En ce qui concerne Jasper, dont le graphisme était quelque peu caricatural, sans toutefois l’être tout autant que dans d’autres œuvres de l’époque, George Pal représentera avec un très grand respect les américains aux origines africaines dans John Henry and the Inky Poo (1946). Ce film adaptait la légende du personnage de John Henry ayant voulu défier le progrès de sa seule force physique. Ainsi, travaillant à la pose des rails du chemin de fer, il défiera une machine automatique, un marteau à vapeur devant remplacer l’homme, mais malgré sa victoire, il succombera sous l’effort imposé. On peut y voir différentes métaphores sur le progrès, mais également la lutte ouvrière et l’esclavagisme.

Ainsi, les marionnettes en bois articulées de George Pal auront imposé leurs présences sur les grands écrans dans les années 40, s’animant de cette façon si particulière qu’il avait créé. Certain de ces courts-métrages demanderont la fabrication artisanal d’un nombre considérable de marionnettes. Pour de courtes séquences, et pour un même protagoniste, il pouvait utiliser des centaines d’exemplaires du personnage, si le geste ou le mouvement qu’il lui imposait nécessitaient cela. Le bois, matériau de base utilisé, ne pouvant être flexible, pour exemple les bras ou les jambes ne pouvant être pliés, il était nécessaire de créer toute une série d’exemplaires pour un membre, exemplaires tous légèrement différents les uns des autres pour ainsi produire tel mouvement autonome au corps.

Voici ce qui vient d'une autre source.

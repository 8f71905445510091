use crate::node::AstNode;
use crate::node::kind;
use crate::transform::dedupe_fragments;
use crate::transform::tests::test_utils::doc;
use crate::transform::tests::test_utils::fragment_names;
use crate::transform::tests::test_utils::operation_count;
use proptest::prelude::*;

#[test]
fn keeps_the_first_of_each_name() {
    let mut document = doc(
        "query Q { ...Dup }\n\
         fragment Dup on T { first }\n\
         fragment Other on T { id }\n\
         fragment Dup on T { second }",
    );

    assert_eq!(dedupe_fragments(&mut document), 1);
    assert_eq!(fragment_names(&document), vec!["Dup", "Other"]);

    let kept = document
        .nodes("definitions")
        .find(|def| def.name() == Some("Dup"))
        .unwrap();
    let field = kept.preorder().find(|n| n.is_kind(kind::FIELD)).unwrap();
    assert_eq!(field.name(), Some("first"));
}

#[test]
fn never_removes_operations() {
    let mut document = doc("query Q { a }\nquery Q { b }\n{ c }");
    assert_eq!(dedupe_fragments(&mut document), 0);
    assert_eq!(operation_count(&document), 3);
}

#[test]
fn ignores_documents_without_definitions() {
    let mut node = AstNode::new(kind::FIELD);
    assert_eq!(dedupe_fragments(&mut node), 0);
}

proptest! {
    #[test]
    fn each_name_survives_once_with_its_earliest_body(
        name_indexes in prop::collection::vec(0usize..4, 1..12),
    ) {
        let source: String = name_indexes
            .iter()
            .enumerate()
            .map(|(position, name_idx)| {
                format!("fragment F{name_idx} on T {{ at{position} }}\n")
            })
            .collect();
        let mut document = doc(&source);
        dedupe_fragments(&mut document);

        let mut expected: Vec<(String, String)> = vec![];
        for (position, name_idx) in name_indexes.iter().enumerate() {
            let name = format!("F{name_idx}");
            if !expected.iter().any(|(existing, _)| *existing == name) {
                expected.push((name, format!("at{position}")));
            }
        }

        let actual: Vec<(String, String)> = document
            .nodes("definitions")
            .map(|def| {
                let field = def
                    .preorder()
                    .find(|n| n.is_kind(kind::FIELD))
                    .and_then(AstNode::name)
                    .unwrap_or_default();
                (def.name().unwrap_or_default().to_string(), field.to_string())
            })
            .collect();
        prop_assert_eq!(actual, expected);
    }
}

C’était, semble-t-il, la première fois que l’animation de marionnettes en stop motion eut une production régulière, avec une série de films produits par le même studio, et avec à sa tête le même créateur. Il faudra attendre, aux Etats-Unis, le tout début des années 60 pour voir à nouveau l’animation en stop motion produite en tant que projet sur le long terme, cela avec les productions cinématographiques et télévisuelles de Rankin Bass Production, fabriquées en partie au Japon par le fondateur de cet art pour l’archipel, Mochinaga Tadahito. Les télévisions du monde entier allaient alors faire acte de création en ce sens avec quelques séries pour la jeunesse.

George Pal termine pour ainsi dire la décennie comme il l’a commencé, en réalisant les séquences d’animation en stop motion d’un long-métrage en prise de vue réelle, Variety Girl (1947), une comédie musicale de George Marshall. Nous pourrions écrire encore beaucoup sur cette époque en stop motion, mais deux grandes autres périodes très actives de George Pal nous attendent, toutefois nous évoquerons encore une fois, dans le chapitre suivant, un dernier Puppetoons parmi les plus beaux. De même, nous y évoquerons ce qui fut précisé dans notre introduction, c'est-à-dire les quelques échos verniens.


Période Paramount & prise de vue réelle

C’est à la fin des années 40 qu’il va alors se lancer, en tant que producteur, dans un tout autre type de cinéma avec le long-métrage en prise de vue réelle, et dans un tout autre genre, celui de la science-fiction ou du fantastique. Il travaillera ainsi avec plusieurs metteurs en scènes, s’occupant principalement des effets spéciaux ou de l’utilisation de l’animation en volume, comme le fera plus tard Ray Harryhausen qui avait, durant cette décennie, œuvré en tant qu’animateur sur les Puppetoons.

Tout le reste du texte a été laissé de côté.